A 98-year-old British veteran Jim Glennie says In an interview with the British broadcasting company BBC that he believed that he survived only by good luck.
– We were just told to “get ready, you’re going abroad”, Glennie laughs.
Stepping off the landing craft into the sea in Normandy, 18-year-old Glennie helped his fellow soldiers.
– My two friends hung on my side, because they knew I could swim.
The body of a fallen Canadian soldier was floating in the sea, but Glennie says she knew she still had to keep going.
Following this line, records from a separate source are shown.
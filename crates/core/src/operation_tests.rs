// SPDX-License-Identifier: BUSL-1.1
// Copyright (c) 2026 Alfred Jean LLC

use super::*;
use crate::target::Target;

#[test]
fn folder_add_without_cover_parses() {
    let json = r#"{"op":"folder_add","id":"folder-1","album":"Nature","source":"/img/forest"}"#;

    let op: Operation = serde_json::from_str(json).unwrap();

    match op {
        Operation::FolderAdd { cover, album, .. } => {
            assert_eq!(cover, None);
            assert_eq!(album, AlbumName::new("Nature"));
        }
        other => panic!("expected FolderAdd, got {:?}", other),
    }
}

#[test]
fn operations_are_tagged_by_name() {
    let op = Operation::QueueReplace {
        queue: RotationQueue::new(Target::Lock),
    };
    let json = serde_json::to_value(&op).unwrap();
    assert_eq!(json["op"], op.name());
    assert_eq!(json["queue"]["target"], "lock");
}

#[test]
fn settings_replace_survives_json() {
    let mut settings = ScheduleSettings::default();
    settings.enabled = true;
    settings.home.album = Some(AlbumName::new("Nature"));
    let op = Operation::SettingsReplace { settings };

    let json = serde_json::to_string(&op).unwrap();
    let parsed: Operation = serde_json::from_str(&json).unwrap();
    assert_eq!(parsed, op);
}
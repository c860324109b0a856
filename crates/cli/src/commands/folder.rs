// SPDX-License-Identifier: BUSL-1.1
// Copyright (c) 2026 Alfred Jean LLC

//! `rota folder` - Folder management

use anyhow::Result;
use clap::{Args, Subcommand};
use rota_core::{Folder, FolderSync};
use serde::Serialize;

use super::album::absolute;
use crate::client::DaemonClient;
use crate::output::{self, OutputFormat};

#[derive(Args)]
pub struct FolderArgs {
    #[command(subcommand)]
    pub command: FolderCommand,
}

#[derive(Subcommand)]
pub enum FolderCommand {
    /// Add a directory of images to an album
    Add {
        /// Album name
        album: String,
        /// Directory to import
        path: String,
        /// Image shown for the folder in listings
        #[arg(long)]
        cover: Option<String>,
    },
    /// Remove a folder and its images
    Remove {
        /// Folder id (see `rota album show`)
        id: String,
    },
    /// Re-read a folder's directory
    Refresh {
        /// Folder id (see `rota album show`)
        id: String,
    },
}

#[derive(Serialize)]
struct FolderAdded<'a> {
    folder: &'a Folder,
    sync: &'a FolderSync,
}

fn sync_summary(sync: &FolderSync) -> String {
    format!(
        "{} image(s) added, {} removed\n",
        sync.added.len(),
        sync.removed.len()
    )
}

pub async fn handle(
    client: &DaemonClient,
    command: FolderCommand,
    format: OutputFormat,
) -> Result<()> {
    match command {
        FolderCommand::Add { album, path, cover } => {
            let cover = cover.as_deref().map(absolute);
            let (folder, sync) = client.add_folder(&album, &absolute(&path), cover).await?;
            let added = FolderAdded {
                folder: &folder,
                sync: &sync,
            };
            output::print(&added, format, |a| {
                format!(
                    "Added folder {}  {}\n{}",
                    a.folder.id,
                    a.folder.source,
                    sync_summary(a.sync)
                )
            });
        }
        FolderCommand::Remove { id } => {
            let report = client.remove_folder(&id).await?;
            output::print(&report, format, output::removed);
        }
        FolderCommand::Refresh { id } => {
            let sync = client.refresh_folder(&id).await?;
            output::print(&sync, format, sync_summary);
        }
    }
    Ok(())
}
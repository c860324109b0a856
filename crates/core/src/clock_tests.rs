// SPDX-License-Identifier: BUSL-1.1
// Copyright (c) 2026 Alfred Jean LLC

use super::*;

#[test]
fn system_clock_returns_increasing_time() {
    let clock = SystemClock;
    let t1 = clock.now();
    std::thread::sleep(Duration::from_millis(1));
    let t2 = clock.now();
    assert!(t2 > t1);
}

#[test]
fn fake_clock_can_be_advanced() {
    let clock = FakeClock::new();
    let t1 = clock.now();
    clock.advance(Duration::from_secs(60));
    let t2 = clock.now();
    assert!(t2.duration_since(t1) >= Duration::from_secs(60));
}

#[test]
fn fake_clock_advances_wall_time_in_step() {
    let clock = FakeClock::new();
    let before = clock.utc_now();
    clock.advance(Duration::from_secs(30 * 60));
    assert_eq!(clock.utc_now() - before, chrono::Duration::minutes(30));
}

#[test]
fn fake_clock_is_cloneable_and_shared() {
    let clock1 = FakeClock::new();
    let clock2 = clock1.clone();
    let t1 = clock1.now();
    clock2.advance(Duration::from_secs(30));
    let t2 = clock1.now();
    assert!(t2.duration_since(t1) >= Duration::from_secs(30));
}
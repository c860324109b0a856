// SPDX-License-Identifier: BUSL-1.1
// Copyright (c) 2026 Alfred Jean LLC

//! No-op setter for when no setter command is configured

use super::{ApplyError, WallpaperSetter};
use async_trait::async_trait;
use rota_core::{ApplyTarget, ScalingPolicy};

/// Setter that accepts every image and paints nothing
#[derive(Clone, Copy, Debug, Default)]
pub struct NoOpSetter;

impl NoOpSetter {
    pub fn new() -> Self {
        Self
    }
}

#[async_trait]
impl WallpaperSetter for NoOpSetter {
    async fn apply(
        &self,
        _image: &str,
        _target: ApplyTarget,
        _scaling: ScalingPolicy,
    ) -> Result<(), ApplyError> {
        Ok(())
    }
}
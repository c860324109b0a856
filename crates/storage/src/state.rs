// SPDX-License-Identifier: BUSL-1.1
// Copyright (c) 2026 Alfred Jean LLC

//! Materialized state from WAL replay

use rota_core::{
    AlbumName, CascadeReport, Catalog, Operation, RotationQueue, ScheduleSettings, Target,
    WallpaperId,
};
use std::collections::BTreeMap;

/// Materialized state built from WAL operations
#[derive(Debug, Clone, PartialEq, Eq)]
pub struct MaterializedState {
    pub catalog: Catalog,
    pub settings: ScheduleSettings,
    pub queues: BTreeMap<Target, RotationQueue>,
}

impl Default for MaterializedState {
    fn default() -> Self {
        Self {
            catalog: Catalog::default(),
            settings: ScheduleSettings::default(),
            queues: Target::ALL
                .into_iter()
                .map(|t| (t, RotationQueue::new(t)))
                .collect(),
        }
    }
}

impl MaterializedState {
    /// Rebuild state by applying `ops` in order
    pub fn from_operations<'a>(ops: impl IntoIterator<Item = &'a Operation>) -> Self {
        let mut state = Self::default();
        for op in ops {
            state.apply(op);
        }
        state
    }

    pub fn queue(&self, target: Target) -> Option<&RotationQueue> {
        self.queues.get(&target)
    }

    /// Apply an operation to update the state
    ///
    /// Operations are validated before they are logged; a rejected operation
    /// during replay is logged and skipped.
    pub fn apply(&mut self, op: &Operation) {
        match op {
            Operation::AlbumCreate { name, created_at } => {
                if let Err(e) = self.catalog.create_album(name.clone(), *created_at) {
                    tracing::warn!(album = %name, error = %e, "album create skipped");
                }
            }

            Operation::AlbumDelete { name } => match self.catalog.delete_album(name) {
                Ok(report) => self.cascade_album(name, &report),
                Err(e) => tracing::warn!(album = %name, error = %e, "album delete skipped"),
            },

            Operation::WallpaperAdd { id, album, source } => {
                if let Err(e) = self.catalog.add_wallpaper(id.clone(), album, source.clone()) {
                    tracing::warn!(wallpaper = %id, error = %e, "wallpaper add skipped");
                }
            }

            Operation::WallpaperRemove { id } => match self.catalog.remove_wallpaper(id) {
                Ok(_) => self.prune_queues(std::slice::from_ref(id)),
                Err(e) => tracing::warn!(wallpaper = %id, error = %e, "wallpaper remove skipped"),
            },

            Operation::FolderAdd {
                id,
                album,
                source,
                cover,
            } => {
                if let Err(e) =
                    self.catalog
                        .add_folder(id.clone(), album, source.clone(), cover.clone())
                {
                    tracing::warn!(folder = %id, error = %e, "folder add skipped");
                }
            }

            Operation::FolderRemove { id } => match self.catalog.remove_folder(id) {
                Ok(report) => self.prune_queues(&report.wallpapers),
                Err(e) => tracing::warn!(folder = %id, error = %e, "folder remove skipped"),
            },

            Operation::FolderSynced { id, images, at } => {
                match self.catalog.sync_folder(id, images, *at) {
                    Ok(sync) => self.prune_queues(&sync.removed),
                    Err(e) => tracing::warn!(folder = %id, error = %e, "folder sync skipped"),
                }
            }

            Operation::SettingsReplace { settings } => {
                self.settings = settings.clone();
            }

            Operation::QueueReplace { queue } => {
                self.queues.insert(queue.target, queue.clone());
            }

            Operation::Snapshot {
                catalog,
                settings,
                queues,
            } => {
                *self = Self::default();
                self.catalog = catalog.clone();
                self.settings = settings.clone();
                for queue in queues {
                    self.queues.insert(queue.target, queue.clone());
                }
            }
        }
    }

    /// Operations that recreate this state from an empty log
    pub fn snapshot(&self) -> Operation {
        Operation::Snapshot {
            catalog: self.catalog.clone(),
            settings: self.settings.clone(),
            queues: self.queues.values().cloned().collect(),
        }
    }

    /// Drop a deleted album from every queue and assignment
    fn cascade_album(&mut self, album: &AlbumName, report: &CascadeReport) {
        self.prune_queues(&report.wallpapers);
        for target in Target::ALL {
            let assigned = self.settings.target(target).album.as_ref() == Some(album);
            if assigned {
                self.settings.target_mut(target).album = None;
            }
            if let Some(queue) = self.queues.get_mut(&target) {
                if assigned || queue.album.as_ref() == Some(album) {
                    queue.invalidate();
                }
            }
        }
    }

    fn prune_queues(&mut self, removed: &[WallpaperId]) {
        if removed.is_empty() {
            return;
        }
        for queue in self.queues.values_mut() {
            queue.prune(removed);
        }
    }
}

#[cfg(test)]
#[path = "state_tests.rs"]
mod tests;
A week later, a wounded Glennie was a prisoner of war. He spent his 19th birthday in a prison camp.
101-year-old veteran tiktok
– I am the luckiest man in the world, says the 101-year-old American Jake Larsonwhich ran aground on Omaha Beach under machine-gun fire, but survived uninjured.
After landing, Larson recalls resting next to his comrade when he raised his rifle, was hit by shrapnel, and the weapon split in half.
Larsson is on Tiktok where he is known as Papa Jake. He has over 800,000 followers.
In a centenarian from the United States By Bob Gibson The events of 80 years ago are vivid in my mind. He came ashore in another wave at Utah Beach.
– I remember it like it was yesterday. I want to see that beach again, he hoped before arriving at the Memorial Day festivities.
For a Canadian war veteran To William Cameron the trip to the 80th anniversary of the landing remained an unfulfilled dream. A hundred-year-old Cameron died on the eve of the trip.
Cameron, who served on a Canadian Navy corvette in World War II, previously told about the atmosphere in June 1944.
– It was awful. We were all very scared, no doubt about that. Especially when the enemy planes were coming straight at you.